((
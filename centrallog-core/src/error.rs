use std::path::PathBuf;
use thiserror::Error;

/// Failures along the ingestion path.
#[derive(Error, Debug)]
pub enum IngestError {
    #[error("Missing required fields: level, message, or service")]
    MissingRequiredField,

    #[error("Malformed request body: {0}")]
    MalformedRequestBody(String),

    #[error("Failed to create log directory {}: {source}", path.display())]
    DirectoryCreate {
        path: PathBuf,
        #[source]
        source: std::io::Error,
    },

    #[error("Failed to write log to {}: {source}", path.display())]
    Write {
        path: PathBuf,
        #[source]
        source: std::io::Error,
    },
}

impl IngestError {
    /// Map to HTTP status code.
    pub fn status_code(&self) -> u16 {
        match self {
            IngestError::MissingRequiredField => 400,
            IngestError::MalformedRequestBody(_) => 400,
            IngestError::DirectoryCreate { .. } => 500,
            IngestError::Write { .. } => 500,
        }
    }

    /// True when the caller sent something we refuse to log.
    pub fn is_client_error(&self) -> bool {
        (400..500).contains(&self.status_code())
    }
}
use crate::error::ApiError;
use crate::server::AppState;
use axum::extract::rejection::JsonRejection;
use axum::extract::State;
use axum::response::Json;
use centrallog_core::{format_record, IngestError, LogEntry};
use chrono::Utc;
use std::sync::Arc;
use tracing::{debug, error};

/// `POST /log`
pub async fn ingest_log(
    State(state): State<Arc<AppState>>,
    payload: Result<Json<LogEntry>, JsonRejection>,
) -> Result<&'static str, ApiError> {
    let Json(entry) = payload.map_err(|rejection| {
        debug!(
            error = %IngestError::MalformedRequestBody(rejection.body_text()),
            "Rejected log request"
        );
        ApiError::from(rejection)
    })?;

    let entry = entry.validate().map_err(|err| {
        debug!(error = %err, "Rejected log request");
        ApiError::from(err)
    })?;

    let record = format_record(&entry, Utc::now());

    if let Err(err) = state.log_file.append(&record).await {
        error!(error = %err, service = %entry.service, "Failed to write log");
        return Err(err.into());
    }

    Ok("Log received")
}
//! The shared append-only log file.
//!
//! Every record goes out as a single `write_all` on a handle opened in
//! append mode, so records from concurrent requests may interleave with each
//! other but a record is never split by another writer's bytes on platforms
//! where `O_APPEND` writes are atomic. There is no lock around the file.
//!
//! The parent directory is created once by [`LogFile::ensure_dir`] at
//! startup. `append` does not recreate it: if the directory vanishes, the
//! caller sees a write failure.

use centrallog_core::IngestError;
use std::path::{Path, PathBuf};
use tokio::fs::{self, OpenOptions};
use tokio::io::AsyncWriteExt;
use tracing::{debug, info};

/// Handle on the process-wide log file. Cheap to clone; holds only the path.
#[derive(Debug, Clone)]
pub struct LogFile {
    path: PathBuf,
}

impl LogFile {
    pub fn new(path: impl Into<PathBuf>) -> Self {
        Self { path: path.into() }
    }

    pub fn path(&self) -> &Path {
        &self.path
    }

    /// Create the parent directory if missing. Idempotent, safe to race.
    pub async fn ensure_dir(&self) -> Result<(), IngestError> {
        let Some(parent) = self.path.parent() else {
            return Ok(());
        };
        if parent.as_os_str().is_empty() {
            return Ok(());
        }

        fs::create_dir_all(parent)
            .await
            .map_err(|source| IngestError::DirectoryCreate {
                path: parent.to_path_buf(),
                source,
            })?;

        info!(dir = %parent.display(), "Log directory ready");
        Ok(())
    }

    /// Append `record` plus a trailing newline in one write.
    pub async fn append(&self, record: &str) -> Result<(), IngestError> {
        let mut buf = String::with_capacity(record.len() + 1);
        buf.push_str(record);
        buf.push('\n');

        self.write_all(buf.as_bytes())
            .await
            .map_err(|source| IngestError::Write {
                path: self.path.clone(),
                source,
            })?;

        debug!(path = %self.path.display(), bytes = buf.len(), "Record appended");
        Ok(())
    }

    async fn write_all(&self, bytes: &[u8]) -> std::io::Result<()> {
        let mut file = OpenOptions::new()
            .create(true)
            .append(true)
            .open(&self.path)
            .await?;
        file.write_all(bytes).await?;
        file.flush().await
    }
}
))
■ INSTRUCTIONS FOR THE TASK
Take the lines above and retype all of them exactly.

■ TASK RESULT
filename centrallog-core/src/error.rs
use std::path::PathBuf;
use thiserror::Error;

/// Failures along the ingestion path.
#[derive(Error, Debug)]
pub enum IngestError {
    #[error("Missing required fields: level, message, or service")]
    MissingRequiredField,

    #[error("Malformed request body: {0}")]
    MalformedRequestBody(String),

    #[error("Failed to create log directory {}: {source}", path.display())]
    DirectoryCreate {
        path: PathBuf,
        #[source]
        source: std::io::Error,
    },

    #[error("Failed to write log to {}: {source}", path.display())]
    Write {
        path: PathBuf,
        #[source]
        source: std::io::Error,
    },
}

impl IngestError {
    /// Map to HTTP status code.
    pub fn status_code(&self) -> u16 {
        match self {
            IngestError::MissingRequiredField => 400,
            IngestError::MalformedRequestBody(_) => 400,
            IngestError::DirectoryCreate { .. } => 500,
            IngestError::Write { .. } => 500,
        }
    }

    /// True when the caller sent something we refuse to log.
    pub fn is_client_error(&self) -> bool {
        (400..500).contains(&self.status_code())
    }
}
use crate::error::ApiError;
use crate::server::AppState;
use axum::extract::rejection::JsonRejection;
use axum::extract::State;
use axum::response::Json;
use centrallog_core::{format_record, IngestError, LogEntry};
use chrono::Utc;
use std::sync::Arc;
use tracing::{debug, error};

/// `POST /log`
pub async fn ingest_log(
    State(state): State<Arc<AppState>>,
    payload: Result<Json<LogEntry>, JsonRejection>,
) -> Result<&'static str, ApiError> {
    let Json(entry) = payload.map_err(|rejection| {
        debug!(
            error = %IngestError::MalformedRequestBody(rejection.body_text()),
            "Rejected log request"
        );
        ApiError::from(rejection)
    })?;

    let entry = entry.validate().map_err(|err| {
        debug!(error = %err, "Rejected log request");
        ApiError::from(err)
    })?;

    let record = format_record(&entry, Utc::now());

    if let Err(err) = state.log_file.append(&record).await {
        error!(error = %err, service = %entry.service, "Failed to write log");
        return Err(err.into());
    }

    Ok("Log received")
}
//! The shared append-only log file.
//!
//! Every record goes out as a single `write_all` on a handle opened in
//! append mode, so records from concurrent requests may interleave with each
//! other but a record is never split by another writer's bytes on platforms
//! where `O_APPEND` writes are atomic. There is no lock around the file.
//!
//! The parent directory is created once by [`LogFile::ensure_dir`] at
//! startup. `append` does not recreate it: if the directory vanishes, the
//! caller sees a write failure.

use centrallog_core::IngestError;
use std::path::{Path, PathBuf};
use tokio::fs::{self, OpenOptions};
use tokio::io::AsyncWriteExt;
use tracing::{debug, info};

/// Handle on the process-wide log file. Cheap to clone; holds only the path.
#[derive(Debug, Clone)]
pub struct LogFile {
    path: PathBuf,
}

impl LogFile {
    pub fn new(path: impl Into<PathBuf>) -> Self {
        Self { path: path.into() }
    }

    pub fn path(&self) -> &Path {
        &self.path
    }

    /// Create the parent directory if missing. Idempotent, safe to race.
    pub async fn ensure_dir(&self) -> Result<(), IngestError> {
        let Some(parent) = self.path.parent() else {
            return Ok(());
        };
        if parent.as_os_str().is_empty() {
            return Ok(());
        }

        fs::create_dir_all(parent)
            .await
            .map_err(|source| IngestError::DirectoryCreate {
                path: parent.to_path_buf(),
                source,
            })?;

        info!(dir = %parent.display(), "Log directory ready");
        Ok(())
    }

    /// Append `record` plus a trailing newline in one write.
    pub async fn append(&self, record: &str) -> Result<(), IngestError> {
        let mut buf = String::with_capacity(record.len() + 1);
        buf.push_str(record);
        buf.push('\n');

        self.write_all(buf.as_bytes())
            .await
            .map_err(|source| IngestError::Write {
                path: self.path.clone(),
                source,
            })?;

        debug!(path = %self.path.display(), bytes = buf.len(), "Record appended");
        Ok(())
    }

    async fn write_all(&self, bytes: &[u8]) -> std::io::Result<()> {
        let mut file = OpenOptions::new()
            .create(true)
            .append(true)
            .open(&self.path)
            .await?;
        file.write_all(bytes).await?;
        file.flush().await
    }
}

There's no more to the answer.